Dataset entries:
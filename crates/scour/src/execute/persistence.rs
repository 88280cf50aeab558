//! Persistence for execution records - save/load JSON files.

use std::fs::{self, File};
use std::io::{BufReader, BufWriter};
use std::path::Path;

use crate::error::{Result, ScourError};

use super::record::ExecutionRecord;

impl ExecutionRecord {
    /// Save the execution record to a JSON file.
    pub fn save(&self, path: impl AsRef<Path>) -> Result<()> {
        let path = path.as_ref();

        if let Some(parent) = path.parent() {
            if !parent.exists() {
                fs::create_dir_all(parent).map_err(|e| {
                    ScourError::Persistence(format!(
                        "Failed to create directory '{}': {}",
                        parent.display(),
                        e
                    ))
                })?;
            }
        }

        let file = File::create(path).map_err(|e| {
            ScourError::Persistence(format!("Failed to create file '{}': {}", path.display(), e))
        })?;

        let writer = BufWriter::new(file);
        serde_json::to_writer_pretty(writer, self).map_err(|e| {
            ScourError::Persistence(format!("Failed to serialize execution record: {}", e))
        })?;

        Ok(())
    }

    /// Load an execution record from a JSON file.
    pub fn load(path: impl AsRef<Path>) -> Result<Self> {
        let path = path.as_ref();

        let file = File::open(path).map_err(|e| {
            ScourError::Persistence(format!("Failed to open file '{}': {}", path.display(), e))
        })?;

        let reader = BufReader::new(file);
        let record: ExecutionRecord = serde_json::from_reader(reader).map_err(|e| {
            ScourError::Persistence(format!(
                "Failed to parse execution record '{}': {}",
                path.display(),
                e
            ))
        })?;

        Ok(record)
    }
}
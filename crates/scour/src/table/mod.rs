//! In-memory table model and table-source helpers.

mod parser;
mod sample;
mod table;
mod value;

pub use parser::{is_null_value, parse_cell};
pub use sample::sample_table;
pub use table::Table;
pub use value::Value;
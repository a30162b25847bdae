//! Data models: input blocks, the extraction record, engine configuration.

pub mod block;
pub mod config;
pub mod record;
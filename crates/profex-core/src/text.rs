//! Text normalization used by every downstream matcher.
//!
//! All functions here are pure and total. They exist so the anchor
//! regexes can be written once and still match accent-, NBSP- and
//! spacing-mangled renderings of the same label.

use unicode_normalization::char::is_combining_mark;
use unicode_normalization::UnicodeNormalization;

/// Canonical form: NFKC, non-breaking spaces to regular spaces, the
/// degree sign folded into the ordinal marker "º", and runs of
/// horizontal whitespace collapsed. Newlines are preserved.
pub fn normalize(s: &str) -> String {
    let folded: String = s
        .nfkc()
        .map(|c| match c {
            '\u{00a0}' => ' ',
            '°' => 'º',
            other => other,
        })
        .collect();

    let mut out = String::with_capacity(folded.len());
    let mut in_gap = false;
    for c in folded.chars() {
        if c == ' ' || c == '\t' {
            if !in_gap {
                out.push(' ');
            }
            in_gap = true;
        } else {
            out.push(c);
            in_gap = false;
        }
    }
    out
}

/// Strip combining diacritics so "DIRECCIÓN" matches "DIRECCION".
pub fn deaccent(s: &str) -> String {
    s.nfkd().filter(|c| !is_combining_mark(*c)).collect()
}

/// Match-normal form: deaccented, all whitespace collapsed to single
/// spaces, trimmed. Header and label lookups compare in this form.
pub fn match_form(s: &str) -> String {
    let deaccented = deaccent(&s.replace('\u{00a0}', " "));
    let mut out = String::with_capacity(deaccented.len());
    let mut in_gap = false;
    for c in deaccented.chars() {
        if c.is_whitespace() {
            if !in_gap && !out.is_empty() {
                out.push(' ');
            }
            in_gap = true;
        } else {
            out.push(c);
            in_gap = false;
        }
    }
    out.trim_end().to_string()
}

__EXERCISE DIRECTIONS__: Produce a verbatim transcription of the entries above.

__ANSWER FOR THIS EXERCISE__:
filename crates/scour/src/execute/persistence.rs
repository 88280cf50aeab558
//! Persistence for execution records - save/load JSON files.

use std::fs::{self, File};
use std::io::{BufReader, BufWriter};
use std::path::Path;

use crate::error::{Result, ScourError};

use super::record::ExecutionRecord;

impl ExecutionRecord {
    /// Save the execution record to a JSON file.
    pub fn save(&self, path: impl AsRef<Path>) -> Result<()> {
        let path = path.as_ref();

        if let Some(parent) = path.parent() {
            if !parent.exists() {
                fs::create_dir_all(parent).map_err(|e| {
                    ScourError::Persistence(format!(
                        "Failed to create directory '{}': {}",
                        parent.display(),
                        e
                    ))
                })?;
            }
        }

        let file = File::create(path).map_err(|e| {
            ScourError::Persistence(format!("Failed to create file '{}': {}", path.display(), e))
        })?;

        let writer = BufWriter::new(file);
        serde_json::to_writer_pretty(writer, self).map_err(|e| {
            ScourError::Persistence(format!("Failed to serialize execution record: {}", e))
        })?;

        Ok(())
    }

    /// Load an execution record from a JSON file.
    pub fn load(path: impl AsRef<Path>) -> Result<Self> {
        let path = path.as_ref();

        let file = File::open(path).map_err(|e| {
            ScourError::Persistence(format!("Failed to open file '{}': {}", path.display(), e))
        })?;

        let reader = BufReader::new(file);
        let record: ExecutionRecord = serde_json::from_reader(reader).map_err(|e| {
            ScourError::Persistence(format!(
                "Failed to parse execution record '{}': {}",
                path.display(),
                e
            ))
        })?;

        Ok(record)
    }
}
filename crates/scour/src/table/mod.rs
//! In-memory table model and table-source helpers.

mod parser;
mod sample;
mod table;
mod value;

pub use parser::{is_null_value, parse_cell};
pub use sample::sample_table;
pub use table::Table;
pub use value::Value;
repository a30162b25847bdae
//! Data models: input blocks, the extraction record, engine configuration.

pub mod block;
pub mod config;
pub mod record;
filename crates/profex-core/src/text.rs
//! Text normalization used by every downstream matcher.
//!
//! All functions here are pure and total. They exist so the anchor
//! regexes can be written once and still match accent-, NBSP- and
//! spacing-mangled renderings of the same label.

use unicode_normalization::char::is_combining_mark;
use unicode_normalization::UnicodeNormalization;

/// Canonical form: NFKC, non-breaking spaces to regular spaces, the
/// degree sign folded into the ordinal marker "º", and runs of
/// horizontal whitespace collapsed. Newlines are preserved.
pub fn normalize(s: &str) -> String {
    let folded: String = s
        .nfkc()
        .map(|c| match c {
            '\u{00a0}' => ' ',
            '°' => 'º',
            other => other,
        })
        .collect();

    let mut out = String::with_capacity(folded.len());
    let mut in_gap = false;
    for c in folded.chars() {
        if c == ' ' || c == '\t' {
            if !in_gap {
                out.push(' ');
            }
            in_gap = true;
        } else {
            out.push(c);
            in_gap = false;
        }
    }
    out
}

/// Strip combining diacritics so "DIRECCIÓN" matches "DIRECCION".
pub fn deaccent(s: &str) -> String {
    s.nfkd().filter(|c| !is_combining_mark(*c)).collect()
}

/// Match-normal form: deaccented, all whitespace collapsed to single
/// spaces, trimmed. Header and label lookups compare in this form.
pub fn match_form(s: &str) -> String {
    let deaccented = deaccent(&s.replace('\u{00a0}', " "));
    let mut out = String::with_capacity(deaccented.len());
    let mut in_gap = false;
    for c in deaccented.chars() {
        if c.is_whitespace() {
            if !in_gap && !out.is_empty() {
                out.push(' ');
            }
            in_gap = true;
        } else {
            out.push(c);
            in_gap = false;
        }
    }
    out.trim_end().to_string()
}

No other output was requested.